前言

接下来的几篇文章对Builtin做专题讲解。Builtin实现了V8中大量的核心功能,可见它的重要性。但大多数的Builtin采用CAS和TQ实现,CAS和TQ与汇编类似,这给我们阅读源码带来了不少困难,更难的是无法在V8运行期间调试Builtin,这让学习Builtin愈加困难。因此,本专题将详细讲解Builtin的学习方法和调试方法,希望能起到抛砖引玉的作用。

摘要

本篇文章是Builtin专题的第一篇,讲解Built-in Functions(Builtin)是什么,以及它的初始化。Built-in Functions(Builtin)作为V8的内建功能,实现了很多重要功能,例如ignition、bytecode handler、JavaScript API。因此学会Builtin有助于理解V8的执行逻辑,例如可以看到bytecode是怎么执行的、字符串的substring方法是怎么实现的。本文主要内容介绍Builtin的实现方法(章节2);Builtin初始化(章节3)。

Builtin的实现方法

Builtin的实现方法有Platform-dependent assembly language、C++、JavaScript、CodeStubAssembler和Torque,这五种方式在使用的难易度和性能方面有明显不同。引用官方(v8.dev/docs/torque)内容如下:

(1) Platform-dependent assembly language: can be highly efficient, but need manual ports to all platforms and are difficult to maintain.

(2) C++: very similar in style to runtime functions and have access to V8’s powerful runtime functionality, but usually not suited to performance-sensitive areas.

(3) JavaScript: concise and readable code, access to fast intrinsics, but frequent usage of slow runtime calls, subject to unpredictable performance through type pollution, and subtle issues around (complicated and non-obvious) JS semantics. Javascript builtins are deprecated and should not be added anymore.

(4) CodeStubAssembler: provides efficient low-level functionality that is very close to assembly language while remaining platform-independent and preserving readability.

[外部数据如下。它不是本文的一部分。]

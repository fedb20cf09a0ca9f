//! Path-forwarding proxy to the provider.
//!
//! The caller names the provider endpoint in a header instead of the URL,
//! so one function forwards completions, embeddings and anything else the
//! provider exposes. Responses are returned as-is, including non-2xx ones;
//! interpreting error bodies is the relay's job.

use axum::http::Method;

use super::upstream::{ApiCredential, UpstreamSettings};

/// A request to forward upstream.
#[derive(Debug)]
pub struct ProxyRequest {
    /// HTTP method of the inbound request.
    pub method: Method,
    /// Provider path, e.g. `v1/chat/completions`.
    pub path: String,
    /// Credential to send as a bearer token.
    pub credential: Option<ApiCredential>,
    /// Request body.
    pub body: reqwest::Body,
}

impl ProxyRequest {
    /// A JSON `POST` to `path`.
    pub fn post_json<T: serde::Serialize>(
        path: impl Into<String>,
        credential: Option<ApiCredential>,
        body: &T,
    ) -> serde_json::Result<Self> {
        Ok(Self {
            method: Method::POST,
            path: path.into(),
            credential,
            body: reqwest::Body::from(serde_json::to_vec(body)?),
        })
    }
}

/// Forwards requests to `{protocol}://{host}/{path}`.
#[derive(Clone)]
pub struct CompletionProxy {
    http: reqwest::Client,
    settings: UpstreamSettings,
}

impl std::fmt::Debug for CompletionProxy {
    fn fmt(&self, f: &mut std::fmt::Formatter<'_>) -> std::fmt::Result {
        f.debug_struct("CompletionProxy")
            .field("settings", &self.settings)
            .finish()
    }
}

impl CompletionProxy {
    /// Create a proxy sharing an existing HTTP client.
    #[must_use]
    pub fn with_client(http: reqwest::Client, settings: UpstreamSettings) -> Self {
        Self { http, settings }
    }

    /// Upstream settings.
    pub fn settings(&self) -> &UpstreamSettings {
        &self.settings
    }

    /// Forward a request. Only transport failures are errors.
    pub async fn forward(&self, req: ProxyRequest) -> reqwest::Result<reqwest::Response> {
        let url = self.settings.url_for(&req.path);
        tracing::info!(
            name: "proxy.forward",
            method = %req.method,
            path = %req.path,
            has_credential = req.credential.is_some(),
            "Forwarding request upstream"
        );

        let mut rb = self
            .http
            .request(req.method, &url)
            .header(reqwest::header::CONTENT_TYPE, "application/json")
            .body(req.body);
        if let Some(cred) = &req.credential {
            rb = rb.bearer_auth(cred.expose());
        }

        let resp = rb.send().await?;
        tracing::debug!(
            path = %req.path,
            status = %resp.status(),
            content_type = ?resp.headers().get(reqwest::header::CONTENT_TYPE),
            "Upstream responded"
        );
        Ok(resp)
    }
}
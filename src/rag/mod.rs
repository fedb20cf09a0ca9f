//! Retrieval-augmented prompt construction.
//!
//! # Pipeline
//!
//! ```text
//! query ─▶ Embedder ─▶ DocumentSearch ─▶ ContextAssembler ─▶ MessageChainBuilder
//! ```
//!
//! Everything here is per request: documents, vectors and the assembled
//! context are created for one call and dropped afterwards.
//!
//! # Modules
//!
//! - [`search`]: `match_documents` over Supabase REST or Postgres
//! - [`context`]: token-bounded context assembly
//! - [`prompt`]: the one-shot exemplar
//! - [`chain`]: trigger classification and message chain building
//! - [`analysis`]: insert-only question/answer records

pub mod analysis;
pub mod chain;
pub mod context;
pub mod prompt;
pub mod search;

pub use analysis::{
    AnalysisRecord, AnalysisStore, CHAT_ANALYSIS_TYPE, DisabledAnalysis, PostgresAnalysisStore,
    SupabaseAnalysisStore,
};
pub use chain::{MessageChainBuilder, QueryKind, SessionMsg};
pub use context::{BpeTokenCounter, ContextAssembler, TokenCounter};
pub use search::{DisabledSearch, DocumentSearch, PostgresSearch, SearchParams, SupabaseSearch};

use serde::{Deserialize, Serialize};

/// A similarity-search match.
#[derive(Debug, Clone, PartialEq, Eq, Serialize, Deserialize)]
pub struct Document {
    /// Document text.
    pub content: String,
    /// Source URL cited in answers.
    #[serde(default)]
    pub url: String,
}

/// Tunables for the augmented path.
#[derive(Debug, Clone, PartialEq)]
pub struct RetrievalSettings {
    /// First word that marks a query for augmentation.
    pub trigger_prefix: String,
    /// Threshold and count passed to `match_documents`.
    pub search: SearchParams,
    /// Token budget for the context block.
    pub context_token_budget: usize,
    /// Tokenizer encoding used to measure the budget.
    pub tokenizer: String,
    /// Phrase placed before every augmented question.
    pub question_scope: Option<String>,
}

impl Default for RetrievalSettings {
    fn default() -> Self {
        Self {
            trigger_prefix: "fr".to_string(),
            search: SearchParams::default(),
            context_token_budget: 3000,
            tokenizer: "r50k_base".to_string(),
            question_scope: None,
        }
    }
}
#![forbid(unsafe_code)]

use super::{RecordValidator, SourceKind, SourceStore};
use crate::StoreError;
use ov_core::RecordLayout;
use serde::Serialize;

#[derive(Clone, Debug, PartialEq, Eq, Serialize)]
pub struct LintIssue {
    pub kind: SourceKind,
    pub class: String,
    pub id: String,
    pub message: String,
}

impl SourceStore {
    /// Schema checks on every record; reconciliation assumes they pass.
    pub fn lint(&self, layout: &RecordLayout) -> Result<Vec<LintIssue>, StoreError> {
        let validator = RecordValidator::new(layout)?.with_class_schemas(&self.root)?;
        let mut issues = Vec::new();
        for kind in [SourceKind::Override, SourceKind::Addition] {
            for (class, records) in self.classes(kind) {
                for (id, record) in records.records() {
                    for message in validator.validate(class, record) {
                        issues.push(LintIssue {
                            kind,
                            class: class.clone(),
                            id: id.clone(),
                            message,
                        });
                    }
                }
            }
        }
        tracing::debug!(issues = issues.len(), "linted source store");
        Ok(issues)
    }
}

(5) V8 Torque: is a V8-specific domain-specific language that is translated to CodeStubAssembler. As such, it extends upon CodeStubAssembler and offers static typing as well as readable and expressive syntax.

Torque是CodeStubAssembler的改进版,强调在不损失性能的前提下尽量降低使用难度,让Builtin的开发更加容易一些。

图1(来自官方)说明了使用Torque创建Builtin的过程。

首先,开发者编写的file.tq被Torque编译器翻译为-tq-csa.cc/.h文件;

其次,-tq-csa.cc/.h被编译进可执行文件mksnapshot中;

最后,mksnapshot生成snapshot.bin文件,该文件存储Builtin的二进制序列。

再次强调: *-tq-csa.cc/.h是由file.tq指导Torque编译器生成的Builtin源码。

V8通过反序列化方式加载snapshot文件时没有符号表,所以调试V8源码时不能看到Torque Builtin源码,CodeStubAssembler Builtin也存储在snapshot.bin文件中,所以调试时也看不到源码。调试方法请参见mksnapshot,下面讲解我的调试方法。

Builtin初始化

讲解源码之前先说注意事项,调试方法采用7.9版本和v8_use_snapshot选项,因为新版本不再支持v8_use_snapshot = false,无法调试Builtin的初始化。v8_use_snapshot = false会禁用snapshot.bin文件,这就意味着V8启动时会使用C++源码创建和初始化Builtin,而这正是我们想要看的内容。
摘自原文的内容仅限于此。